• **Required action**
Nothing may be left out, so copy every entry exactly.
== The records ==
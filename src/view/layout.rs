//! Screen layout: board or detail modal, log pane, status bar, overlays.

use super::board::BoardView;
use super::constants::{
    DETAIL_POPUP_HEIGHT_PERCENT, DETAIL_POPUP_WIDTH_PERCENT, LOG_PANE_HEIGHT, STATUS_BAR_HEIGHT,
};
use super::detail::DetailView;
use super::dialog::render_dialog;
use super::help::render_help_overlay;
use super::log_pane::LogPaneView;
use super::styles::Palette;
use crate::state::{AppState, BoardPane};
use ratatui::{
    layout::{Constraint, Direction, Layout, Rect},
    text::{Line, Span},
    widgets::Paragraph,
    Frame,
};

#[cfg(test)]
#[path = "layout_tests.rs"]
mod tests;

/// Render the whole screen from the current state.
pub fn render_layout(frame: &mut Frame, state: &AppState, palette: &Palette) {
    let area = frame.area();
    let mut constraints = vec![Constraint::Min(3)];
    if state.log_pane.is_visible() {
        constraints.push(Constraint::Length(LOG_PANE_HEIGHT));
    }
    constraints.push(Constraint::Length(STATUS_BAR_HEIGHT));
    let chunks = Layout::default()
        .direction(Direction::Vertical)
        .constraints(constraints)
        .split(area);
    let main_area = chunks[0];

    frame.render_widget(
        BoardView::new(
            state.board(),
            state.focus,
            (
                state.selected_index(BoardPane::Active),
                state.selected_index(BoardPane::Completed),
            ),
            palette,
        ),
        main_area,
    );

    if let (Some(detail), Some(projection)) = (state.detail, state.detail_projection()) {
        let name = state
            .list(detail.list_id)
            .map(|list| list.name.as_str())
            .unwrap_or_default();
        let popup = centered_rect(
            DETAIL_POPUP_WIDTH_PERCENT,
            DETAIL_POPUP_HEIGHT_PERCENT,
            main_area,
        );
        frame.render_widget(DetailView::new(name, detail, &projection, palette), popup);
    }

    if state.log_pane.is_visible() {
        frame.render_widget(
            LogPaneView::new(state.log_pane.entries(), state.log_pane.unread_count(), palette),
            chunks[1],
        );
    }

    render_status_bar(frame, chunks[chunks.len() - 1], state, palette);
    render_dialog(frame, main_area, &state.dialog, palette);

    if state.help_visible {
        render_help_overlay(frame, area, palette);
    }
}

/// Status message, or key hints when there is none. Unread log entries
/// show as a badge while the log pane is hidden.
fn render_status_bar(frame: &mut Frame, area: Rect, state: &AppState, palette: &Palette) {
    let mut spans = match &state.status {
        Some(status) => vec![Span::styled(
            format!(" {}", status.text),
            palette.level(status.level),
        )],
        None => vec![
            Span::styled(" ?", palette.key),
            Span::styled(" help  ", palette.muted),
            Span::styled("n", palette.key),
            Span::styled(" new list  ", palette.muted),
            Span::styled("q", palette.key),
            Span::styled(" quit", palette.muted),
        ],
    };

    let unread = state.log_pane.unread_count();
    if unread > 0 {
        let level = state
            .log_pane
            .unread_max_level()
            .unwrap_or(tracing::Level::INFO);
        spans.push(Span::raw("  "));
        spans.push(Span::styled(format!("[{unread} new log]"), palette.level(level)));
    }

    frame.render_widget(Paragraph::new(Line::from(spans)), area);
}

/// A rect of the given percentage of `area`, centered in it.
pub fn centered_rect(percent_x: u16, percent_y: u16, area: Rect) -> Rect {
    let popup_width = percent_of(area.width, percent_x);
    let popup_height = percent_of(area.height, percent_y);
    let popup_x = (area.width.saturating_sub(popup_width)) / 2;
    let popup_y = (area.height.saturating_sub(popup_height)) / 2;

    Rect {
        x: area.x + popup_x,
        y: area.y + popup_y,
        width: popup_width,
        height: popup_height,
    }
}

/// Like [`centered_rect`] but with a fixed height, clamped to `area`.
pub fn centered_fixed(percent_x: u16, height: u16, area: Rect) -> Rect {
    let popup_width = percent_of(area.width, percent_x);
    let popup_height = height.min(area.height);
    Rect {
        x: area.x + (area.width.saturating_sub(popup_width)) / 2,
        y: area.y + (area.height.saturating_sub(popup_height)) / 2,
        width: popup_width,
        height: popup_height,
    }
}

fn percent_of(length: u16, percent: u16) -> u16 {
    let scaled = u32::from(length) * u32::from(percent.min(100)) / 100;
    u16::try_from(scaled).unwrap_or(length)
}
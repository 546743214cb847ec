//! The view's copy of the model, kept current by observer notifications.

use crate::model::{ListObserver, ShoppingList};
use std::cell::{Cell, RefCell};

/// Latest list collection pushed by the model.
///
/// The revision increases on every notification, so readers can tell
/// whether anything changed since they last looked.
#[derive(Debug, Default)]
pub struct ListSnapshot {
    lists: RefCell<Vec<ShoppingList>>,
    revision: Cell<u64>,
}

impl ListSnapshot {
    /// Empty snapshot at revision 0.
    pub fn new() -> Self {
        Self::default()
    }

    /// Number of notifications received.
    pub fn revision(&self) -> u64 {
        self.revision.get()
    }

    /// Copy of the lists if the snapshot moved past `seen`.
    pub fn changed_since(&self, seen: u64) -> Option<(u64, Vec<ShoppingList>)> {
        let revision = self.revision.get();
        (revision != seen).then(|| (revision, self.lists.borrow().clone()))
    }
}

impl ListObserver for ListSnapshot {
    fn update(&self, lists: &[ShoppingList]) {
        *self.lists.borrow_mut() = lists.to_vec();
        self.revision.set(self.revision.get() + 1);
    }
}
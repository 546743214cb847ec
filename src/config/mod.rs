//! Configuration module.

pub mod keybindings;
pub mod loader;

pub use keybindings::KeyBindings;
pub use loader::{
    apply_cli_overrides, apply_env_overrides, default_config_path, default_log_path,
    load_config_with_precedence, merge_config, ConfigError, ConfigFile, RejectedOverride,
    ResolvedConfig,
};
===
• **Exercise solution**
filename src/view/layout.rs
//! Screen layout: board or detail modal, log pane, status bar, overlays.

use super::board::BoardView;
use super::constants::{
    DETAIL_POPUP_HEIGHT_PERCENT, DETAIL_POPUP_WIDTH_PERCENT, LOG_PANE_HEIGHT, STATUS_BAR_HEIGHT,
};
use super::detail::DetailView;
use super::dialog::render_dialog;
use super::help::render_help_overlay;
use super::log_pane::LogPaneView;
use super::styles::Palette;
use crate::state::{AppState, BoardPane};
use ratatui::{
    layout::{Constraint, Direction, Layout, Rect},
    text::{Line, Span},
    widgets::Paragraph,
    Frame,
};

#[cfg(test)]
#[path = "layout_tests.rs"]
mod tests;

/// Render the whole screen from the current state.
pub fn render_layout(frame: &mut Frame, state: &AppState, palette: &Palette) {
    let area = frame.area();
    let mut constraints = vec![Constraint::Min(3)];
    if state.log_pane.is_visible() {
        constraints.push(Constraint::Length(LOG_PANE_HEIGHT));
    }
    constraints.push(Constraint::Length(STATUS_BAR_HEIGHT));
    let chunks = Layout::default()
        .direction(Direction::Vertical)
        .constraints(constraints)
        .split(area);
    let main_area = chunks[0];

    frame.render_widget(
        BoardView::new(
            state.board(),
            state.focus,
            (
                state.selected_index(BoardPane::Active),
                state.selected_index(BoardPane::Completed),
            ),
            palette,
        ),
        main_area,
    );

    if let (Some(detail), Some(projection)) = (state.detail, state.detail_projection()) {
        let name = state
            .list(detail.list_id)
            .map(|list| list.name.as_str())
            .unwrap_or_default();
        let popup = centered_rect(
            DETAIL_POPUP_WIDTH_PERCENT,
            DETAIL_POPUP_HEIGHT_PERCENT,
            main_area,
        );
        frame.render_widget(DetailView::new(name, detail, &projection, palette), popup);
    }

    if state.log_pane.is_visible() {
        frame.render_widget(
            LogPaneView::new(state.log_pane.entries(), state.log_pane.unread_count(), palette),
            chunks[1],
        );
    }

    render_status_bar(frame, chunks[chunks.len() - 1], state, palette);
    render_dialog(frame, main_area, &state.dialog, palette);

    if state.help_visible {
        render_help_overlay(frame, area, palette);
    }
}

/// Status message, or key hints when there is none. Unread log entries
/// show as a badge while the log pane is hidden.
fn render_status_bar(frame: &mut Frame, area: Rect, state: &AppState, palette: &Palette) {
    let mut spans = match &state.status {
        Some(status) => vec![Span::styled(
            format!(" {}", status.text),
            palette.level(status.level),
        )],
        None => vec![
            Span::styled(" ?", palette.key),
            Span::styled(" help  ", palette.muted),
            Span::styled("n", palette.key),
            Span::styled(" new list  ", palette.muted),
            Span::styled("q", palette.key),
            Span::styled(" quit", palette.muted),
        ],
    };

    let unread = state.log_pane.unread_count();
    if unread > 0 {
        let level = state
            .log_pane
            .unread_max_level()
            .unwrap_or(tracing::Level::INFO);
        spans.push(Span::raw("  "));
        spans.push(Span::styled(format!("[{unread} new log]"), palette.level(level)));
    }

    frame.render_widget(Paragraph::new(Line::from(spans)), area);
}

/// A rect of the given percentage of `area`, centered in it.
pub fn centered_rect(percent_x: u16, percent_y: u16, area: Rect) -> Rect {
    let popup_width = percent_of(area.width, percent_x);
    let popup_height = percent_of(area.height, percent_y);
    let popup_x = (area.width.saturating_sub(popup_width)) / 2;
    let popup_y = (area.height.saturating_sub(popup_height)) / 2;

    Rect {
        x: area.x + popup_x,
        y: area.y + popup_y,
        width: popup_width,
        height: popup_height,
    }
}

/// Like [`centered_rect`] but with a fixed height, clamped to `area`.
pub fn centered_fixed(percent_x: u16, height: u16, area: Rect) -> Rect {
    let popup_width = percent_of(area.width, percent_x);
    let popup_height = height.min(area.height);
    Rect {
        x: area.x + (area.width.saturating_sub(popup_width)) / 2,
        y: area.y + (area.height.saturating_sub(popup_height)) / 2,
        width: popup_width,
        height: popup_height,
    }
}

fn percent_of(length: u16, percent: u16) -> u16 {
    let scaled = u32::from(length) * u32::from(percent.min(100)) / 100;
    u16::try_from(scaled).unwrap_or(length)
}
repository 546743214cb847ec
//! The view's copy of the model, kept current by observer notifications.

use crate::model::{ListObserver, ShoppingList};
use std::cell::{Cell, RefCell};

/// Latest list collection pushed by the model.
///
/// The revision increases on every notification, so readers can tell
/// whether anything changed since they last looked.
#[derive(Debug, Default)]
pub struct ListSnapshot {
    lists: RefCell<Vec<ShoppingList>>,
    revision: Cell<u64>,
}

impl ListSnapshot {
    /// Empty snapshot at revision 0.
    pub fn new() -> Self {
        Self::default()
    }

    /// Number of notifications received.
    pub fn revision(&self) -> u64 {
        self.revision.get()
    }

    /// Copy of the lists if the snapshot moved past `seen`.
    pub fn changed_since(&self, seen: u64) -> Option<(u64, Vec<ShoppingList>)> {
        let revision = self.revision.get();
        (revision != seen).then(|| (revision, self.lists.borrow().clone()))
    }
}

impl ListObserver for ListSnapshot {
    fn update(&self, lists: &[ShoppingList]) {
        *self.lists.borrow_mut() = lists.to_vec();
        self.revision.set(self.revision.get() + 1);
    }
}
repository 546743214cb847ec
filename src/config/mod.rs
//! Configuration module.

pub mod keybindings;
pub mod loader;

pub use keybindings::KeyBindings;
pub use loader::{
    apply_cli_overrides, apply_env_overrides, default_config_path, default_log_path,
    load_config_with_precedence, merge_config, ConfigError, ConfigFile, RejectedOverride,
    ResolvedConfig,
};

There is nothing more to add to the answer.